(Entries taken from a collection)
---*---
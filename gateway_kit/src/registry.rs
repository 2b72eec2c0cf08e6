//! Service descriptors and the registry query surface used by the aggregator
//! and the gateway.

use std::collections::HashMap;
use std::sync::{Arc, RwLock};

use tokio::sync::broadcast;

use crate::auth::ActionAuthPolicy;
use crate::error::Result;
use crate::fragment::{ActionFragment, ServiceFragment};
use crate::handler::{ActionHandler, BoxFuture};

/// Whether the gateway exposes an action over HTTP. Only `Published` actions
/// are mounted; visibility does not affect documentation.
#[derive(Debug, Clone, Copy, PartialEq, Eq, Default)]
pub enum Visibility {
    #[default]
    Published,
    Public,
    Protected,
    Private,
}

#[derive(Debug, Clone, PartialEq)]
pub struct ActionDescriptor {
    pub name: String,
    pub auth: Option<ActionAuthPolicy>,
    pub visibility: Visibility,
    /// Gateway routes, `"<METHOD> <path>"`.
    pub rest: Vec<String>,
    pub openapi: Option<ActionFragment>,
}

impl ActionDescriptor {
    pub fn new(name: impl Into<String>) -> Self {
        Self {
            name: name.into(),
            auth: None,
            visibility: Visibility::default(),
            rest: Vec::new(),
            openapi: None,
        }
    }

    pub fn auth(mut self, policy: ActionAuthPolicy) -> Self {
        self.auth = Some(policy);
        self
    }

    pub fn visibility(mut self, visibility: Visibility) -> Self {
        self.visibility = visibility;
        self
    }

    /// Binds the action to one more gateway route.
    pub fn rest(mut self, route: impl Into<String>) -> Self {
        self.rest.push(route.into());
        self
    }

    pub fn openapi(mut self, fragment: impl Into<ActionFragment>) -> Self {
        self.openapi = Some(fragment.into());
        self
    }

    /// The effective policy; an undeclared policy counts as disabled.
    pub fn auth_policy(&self) -> ActionAuthPolicy {
        self.auth.clone().unwrap_or_default()
    }
}

#[derive(Debug, Clone, Default, PartialEq)]
pub struct ServiceSettings {
    pub openapi: Option<ServiceFragment>,
}

#[derive(Debug, Clone, PartialEq)]
pub struct ServiceDescriptor {
    pub name: String,
    pub settings: ServiceSettings,
    pub actions: Vec<ActionDescriptor>,
}

impl ServiceDescriptor {
    pub fn new(name: impl Into<String>) -> Self {
        Self {
            name: name.into(),
            settings: ServiceSettings::default(),
            actions: Vec::new(),
        }
    }

    pub fn openapi(mut self, fragment: ServiceFragment) -> Self {
        self.settings.openapi = Some(fragment);
        self
    }

    pub fn action(mut self, action: ActionDescriptor) -> Self {
        self.actions.push(action);
        self
    }

    pub fn find_action(&self, name: &str) -> Option<&ActionDescriptor> {
        self.actions.iter().find(|action| action.name == name)
    }
}

/// Read-only view of the live services.
///
/// Implementations must enumerate services and their actions in a stable order.
pub trait ServiceRegistry: Send + Sync {
    fn list_services(&self, with_actions: bool) -> BoxFuture<'_, Result<Vec<ServiceDescriptor>>>;
}

/// A descriptor together with the handlers implementing its actions.
#[derive(Clone)]
pub struct ServiceDefinition {
    pub descriptor: ServiceDescriptor,
    handlers: HashMap<String, ActionHandler>,
}

impl ServiceDefinition {
    pub fn new(descriptor: ServiceDescriptor) -> Self {
        Self {
            descriptor,
            handlers: HashMap::new(),
        }
    }

    pub fn with_handler(mut self, action: impl Into<String>, handler: ActionHandler) -> Self {
        self.handlers.insert(action.into(), handler);
        self
    }

    pub fn handler_for(&self, action: &str) -> Option<&ActionHandler> {
        self.handlers.get(action)
    }
}

impl std::fmt::Debug for ServiceDefinition {
    fn fmt(&self, f: &mut std::fmt::Formatter<'_>) -> std::fmt::Result {
        let mut handlers: Vec<_> = self.handlers.keys().collect();
        handlers.sort();
        f.debug_struct("ServiceDefinition")
            .field("descriptor", &self.descriptor)
            .field("handlers", &handlers)
            .finish()
    }
}

#[derive(Debug, Clone, PartialEq, Eq)]
pub enum TopologyEvent {
    Registered(String),
    Unregistered(String),
}

/// In-process registry. Publishes a [`TopologyEvent`] for every change.
pub struct LocalRegistry {
    services: RwLock<Vec<Arc<ServiceDefinition>>>,
    events: broadcast::Sender<TopologyEvent>,
}

impl Default for LocalRegistry {
    fn default() -> Self {
        Self::new()
    }
}

impl LocalRegistry {
    pub fn new() -> Self {
        let (events, _) = broadcast::channel(64);
        Self {
            services: RwLock::new(Vec::new()),
            events,
        }
    }

    pub fn subscribe(&self) -> broadcast::Receiver<TopologyEvent> {
        self.events.subscribe()
    }

    /// Adds a service, replacing one with the same name in place.
    pub fn register(&self, definition: ServiceDefinition) {
        let name = definition.descriptor.name.clone();
        {
            let mut services = self.services.write().unwrap_or_else(|e| e.into_inner());
            let definition = Arc::new(definition);
            match services.iter_mut().find(|s| s.descriptor.name == name) {
                Some(slot) => *slot = definition,
                None => services.push(definition),
            }
        }
        tracing::info!(service = %name, "service registered");
        let _ = self.events.send(TopologyEvent::Registered(name));
    }

    pub fn unregister(&self, name: &str) -> bool {
        let removed = {
            let mut services = self.services.write().unwrap_or_else(|e| e.into_inner());
            let before = services.len();
            services.retain(|s| s.descriptor.name != name);
            services.len() != before
        };
        if removed {
            tracing::info!(service = %name, "service unregistered");
            let _ = self.events.send(TopologyEvent::Unregistered(name.to_string()));
        }
        removed
    }

    pub fn definitions(&self) -> Vec<Arc<ServiceDefinition>> {
        self.services.read().unwrap_or_else(|e| e.into_inner()).clone()
    }
}

impl ServiceRegistry for LocalRegistry {
    fn list_services(&self, with_actions: bool) -> BoxFuture<'_, Result<Vec<ServiceDescriptor>>> {
        let descriptors = self
            .definitions()
            .iter()
            .map(|definition| {
                let mut descriptor = definition.descriptor.clone();
                if !with_actions {
                    descriptor.actions.clear();
                }
                descriptor
            })
            .collect();
        Box::pin(async move { Ok(descriptors) })
    }
}

#[cfg(test)]
mod tests {
    use super::*;

    fn service(name: &str, actions: &[&str]) -> ServiceDefinition {
        let descriptor = actions
            .iter()
            .fold(ServiceDescriptor::new(name), |svc, action| svc.action(ActionDescriptor::new(*action)));
        ServiceDefinition::new(descriptor)
    }

    #[tokio::test]
    async fn enumeration_follows_registration_and_declaration_order() {
        let registry = LocalRegistry::new();
        registry.register(service("products", &["create", "list", "get"]));
        registry.register(service("api", &[]));
        registry.register(service("products", &["list"]));

        let services = registry.list_services(true).await.unwrap();
        let names: Vec<_> = services.iter().map(|s| s.name.as_str()).collect();
        assert_eq!(names, ["products", "api"]);
        assert_eq!(services[0].actions.len(), 1);

        let bare = registry.list_services(false).await.unwrap();
        assert!(bare.iter().all(|s| s.actions.is_empty()));
    }

    #[tokio::test]
    async fn changes_are_published() {
        let registry = LocalRegistry::new();
        let mut events = registry.subscribe();
        registry.register(service("products", &[]));
        assert!(registry.unregister("products"));
        assert!(!registry.unregister("products"));

        assert_eq!(events.recv().await.unwrap(), TopologyEvent::Registered("products".into()));
        assert_eq!(events.recv().await.unwrap(), TopologyEvent::Unregistered("products".into()));
        assert!(events.try_recv().is_err());
    }

    #[test]
    fn undeclared_auth_is_disabled() {
        let action = ActionDescriptor::new("list");
        assert_eq!(action.auth_policy(), ActionAuthPolicy::Disabled);
        assert_eq!(action.visibility, Visibility::Published);
    }
}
---*---
What is expected:
Lines containing "rest": tally them across the records above and give the total alone.

Answer area:
4